DealBook: Deutsche Börse Gaining as Deal Deadline Nears

The Frankfurt Stock Exchange in Germany is operated by Deutsche Börse.Alex Domanski/ReutersThe Frankfurt Stock Exchange in Germany is operated by Deutsche Börse.

7:32 p.m. | Updated

Deutsche Börse said on Wednesday that it had collected a majority of its shares through a tender offer tied to the German exchange operator’s proposed $9 billion merger with NYSE Euronext, but it was still short of its goal.

By Wednesday afternoon, Deutsche Börse said that it had received 60.2 percent of outstanding shares. But under German market rules, it must collect 75 percent by midnight Central European time.

The exchange operator does not expect to know the final tally until later this week, possibly not until Friday. In last-minute discussions this week, Deutsche Börse told investors it would not extend the deadline.

The tender offer is the biggest hurdle yet for Deutsche Börse and NYSE Euronext. The exchanges are hoping to create a trans-Atlantic colossus in an industry that increasingly prizes scale and a global footprint.

Rivals have failed in their proposed market mergers. A tie-up of the London Stock Exchange and the TMX Group of Canada collapsed amid nationalistic concerns, while a regulator blocked a combination of the Singapore and Australian stock exchanges.

Deutsche Börse has made significant strides in the tender offer since July 6, when it reported having collected only 11.1 percent of its outstanding shares. On Tuesday, the company reported having received about 34.5 percent of shares.

Deutsche Börse and NYSE Euronext had argued repeatedly that the majority of shareholders would tender their holdings close to the deadline. Some investors had waited for the results of NYSE Euronext’s shareholder vote on the merger last Thursday before voting, to make sure that proposal passed. NYSE shareholders owning 65.7 percent of its stock approved the deal.

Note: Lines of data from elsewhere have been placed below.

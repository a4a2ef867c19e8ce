use std::collections::HashMap;
use std::cmp::Ordering as CmpOrdering;

use parking_lot::RwLock;
use sark_domain::error::SarkError;
use sark_domain::{ResourceServer, ServerStatus};
use serde::Serialize;
use uuid::Uuid;

use crate::pagination::{clamp_page_size, Cursor, SortOrder};
use crate::query::ServerQuery;

#[derive(Debug, Clone)]
pub struct ListRequest {
    pub query: ServerQuery,
    pub page_size: Option<usize>,
    pub cursor: Option<String>,
    pub order: SortOrder,
    pub with_total: bool,
}

impl Default for ListRequest {
    fn default() -> Self {
        Self {
            query: ServerQuery::default(),
            page_size: None,
            cursor: None,
            order: SortOrder::default(),
            with_total: false,
        }
    }
}

#[derive(Debug, Clone, Serialize)]
pub struct ListResult {
    pub items: Vec<ResourceServer>,
    pub next_cursor: Option<String>,
    pub has_more: bool,
    pub total: Option<usize>,
}

/// In-memory capability registry: every known downstream server keyed by id.
///
/// A single `RwLock<HashMap<..>>` is enough here — the registry is read-heavy
/// and small (hundreds to low thousands of servers), and every mutation is a
/// whole-entry replace rather than a field-level update.
pub struct ServerRegistry {
    servers: RwLock<HashMap<Uuid, ResourceServer>>,
}

impl Default for ServerRegistry {
    fn default() -> Self {
        Self::new()
    }
}

impl ServerRegistry {
    pub fn new() -> Self {
        Self {
            servers: RwLock::new(HashMap::new()),
        }
    }

    pub fn register_server(&self, server: ResourceServer) -> Result<(), SarkError> {
        let mut servers = self.servers.write();
        if servers.contains_key(&server.id) {
            return Err(SarkError::Conflict(format!(
                "server {} is already registered",
                server.id
            )));
        }
        servers.insert(server.id, server);
        Ok(())
    }

    pub fn get_server(&self, id: Uuid) -> Result<ResourceServer, SarkError> {
        self.servers
            .read()
            .get(&id)
            .cloned()
            .ok_or_else(|| SarkError::NotFound(format!("server {id} not found")))
    }

    pub fn update_server_status(&self, id: Uuid, to: ServerStatus) -> Result<ResourceServer, SarkError> {
        let mut servers = self.servers.write();
        let server = servers
            .get_mut(&id)
            .ok_or_else(|| SarkError::NotFound(format!("server {id} not found")))?;
        server.apply_status(to)?;
        Ok(server.clone())
    }

    pub fn remove_server(&self, id: Uuid) -> Result<(), SarkError> {
        self.servers
            .write()
            .remove(&id)
            .map(|_| ())
            .ok_or_else(|| SarkError::NotFound(format!("server {id} not found")))
    }

    pub fn list_servers(&self, request: ListRequest) -> Result<ListResult, SarkError> {
        let page_size = clamp_page_size(request.page_size);
        let cursor = request.cursor.as_deref().map(Cursor::decode).flatten_cursor()?;

        let servers = self.servers.read();
        let mut matched: Vec<ResourceServer> = servers
            .values()
            .filter(|s| request.query.matches(s))
            .cloned()
            .collect();
        drop(servers);

        let total = request.with_total.then(|| matched.len());

        matched.sort_by(|a, b| compare(a, b, request.order));

        let start = match cursor {
            Some(c) => matched
                .iter()
                .position(|s| past_cursor(s, &c, request.order))
                .unwrap_or(matched.len()),
            None => 0,
        };

        let remaining = &matched[start.min(matched.len())..];
        let has_more = remaining.len() > page_size;
        let page: Vec<ResourceServer> = remaining.iter().take(page_size).cloned().collect();

        let next_cursor = if has_more {
            page.last().map(|s| {
                Cursor {
                    created_at: s.created_at,
                    last_id: s.id,
                }
                .encode()
            })
        } else {
            None
        };

        Ok(ListResult {
            items: page,
            next_cursor,
            has_more,
            total,
        })
    }

    pub fn len(&self) -> usize {
        self.servers.read().len()
    }

    pub fn is_empty(&self) -> bool {
        self.servers.read().is_empty()
    }
}

fn compare(a: &ResourceServer, b: &ResourceServer, order: SortOrder) -> CmpOrdering {
    let primary = a.created_at.cmp(&b.created_at).then_with(|| a.id.cmp(&b.id));
    match order {
        SortOrder::Ascending => primary,
        SortOrder::Descending => primary.reverse(),
    }
}

fn past_cursor(server: &ResourceServer, cursor: &Cursor, order: SortOrder) -> bool {
    let server_key = (server.created_at, server.id);
    let cursor_key = (cursor.created_at, cursor.last_id);
    match order {
        SortOrder::Ascending => server_key > cursor_key,
        SortOrder::Descending => server_key < cursor_key,
    }
}

trait FlattenCursor {
    fn flatten_cursor(self) -> Result<Option<Cursor>, SarkError>;
}

impl FlattenCursor for Option<Option<Cursor>> {
    fn flatten_cursor(self) -> Result<Option<Cursor>, SarkError> {
        match self {
            None => Ok(None),
            Some(None) => Err(SarkError::Validation("malformed pagination cursor".into())),
            Some(Some(c)) => Ok(Some(c)),
        }
    }
}
use serde::{Deserialize, Serialize};

// ━━━━━━━━━━━━━━━━━━━━━━━━━━━━━━━━━━━━━━━━━━━━━━━━━━━━━━━━━━━━━━━━━━
// Server
// ━━━━━━━━━━━━━━━━━━━━━━━━━━━━━━━━━━━━━━━━━━━━━━━━━━━━━━━━━━━━━━━━━━

#[derive(Debug, Clone, Serialize, Deserialize)]
pub struct ServerConfig {
    #[serde(default = "d_port")]
    pub port: u16,
    #[serde(default = "d_host")]
    pub host: String,
    #[serde(default)]
    pub cors: CorsConfig,
}

impl Default for ServerConfig {
    fn default() -> Self {
        Self {
            port: d_port(),
            host: d_host(),
            cors: CorsConfig::default(),
        }
    }
}

#[derive(Debug, Clone, Serialize, Deserialize)]
pub struct CorsConfig {
    /// Origins allowed for CORS. Supports exact origins and a `:*`
    /// wildcard-port suffix (e.g. `http://localhost:*`). Use `["*"]` for
    /// fully permissive (flagged by `Config::validate`).
    #[serde(default = "d_cors_origins")]
    pub allowed_origins: Vec<String>,
}

impl Default for CorsConfig {
    fn default() -> Self {
        Self {
            allowed_origins: d_cors_origins(),
        }
    }
}

/// Environment variable holding the bearer token required on `/api/v1/*`
/// routes. `None` (the env var unset) runs the gateway in dev mode with no
/// auth check — never the default for a deployed instance.
#[derive(Debug, Clone, Serialize, Deserialize)]
pub struct AdminConfig {
    #[serde(default = "d_api_token_env")]
    pub api_token_env: String,
    #[serde(default = "d_admin_token_env")]
    pub admin_token_env: String,
}

impl Default for AdminConfig {
    fn default() -> Self {
        Self {
            api_token_env: d_api_token_env(),
            admin_token_env: d_admin_token_env(),
        }
    }
}

fn d_port() -> u16 {
    8443
}
fn d_host() -> String {
    "127.0.0.1".into()
}
fn d_cors_origins() -> Vec<String> {
    vec!["http://localhost:*".into(), "http://127.0.0.1:*".into()]
}
fn d_api_token_env() -> String {
    "SARK_API_TOKEN".into()
}
fn d_admin_token_env() -> String {
    "SARK_ADMIN_TOKEN".into()
}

Last month, the two companies added a sweetener to the deal, promising to pay shareholders of the combined exchange operator a special dividend.

People close to the German market operator conceded that the results of the tender offer could be close, but remained hopeful that they would cross the 75 percent threshold.

But more hurdles remain since the deal must still be blessed by regulators on both sides of the Atlantic. While the merger is expected to easily win approval from American antitrust officials, their European counterparts could more closely scrutinize the proposal, given that the tie-up would combine two of the Continent’s big derivatives markets.

Legal teams for both companies have been meeting with European Union competition regulators, with the aim of reaching a second phase of the review next month. Deutsche Börse and NYSE Euronext officials hope to receive a final decision by early next year.

Shares in Deutsche Börse closed up 1.68 percent on Wednesday, at 53.29 euros. Shares in NYSE Euronext rose 1.99 percent, to $33.85.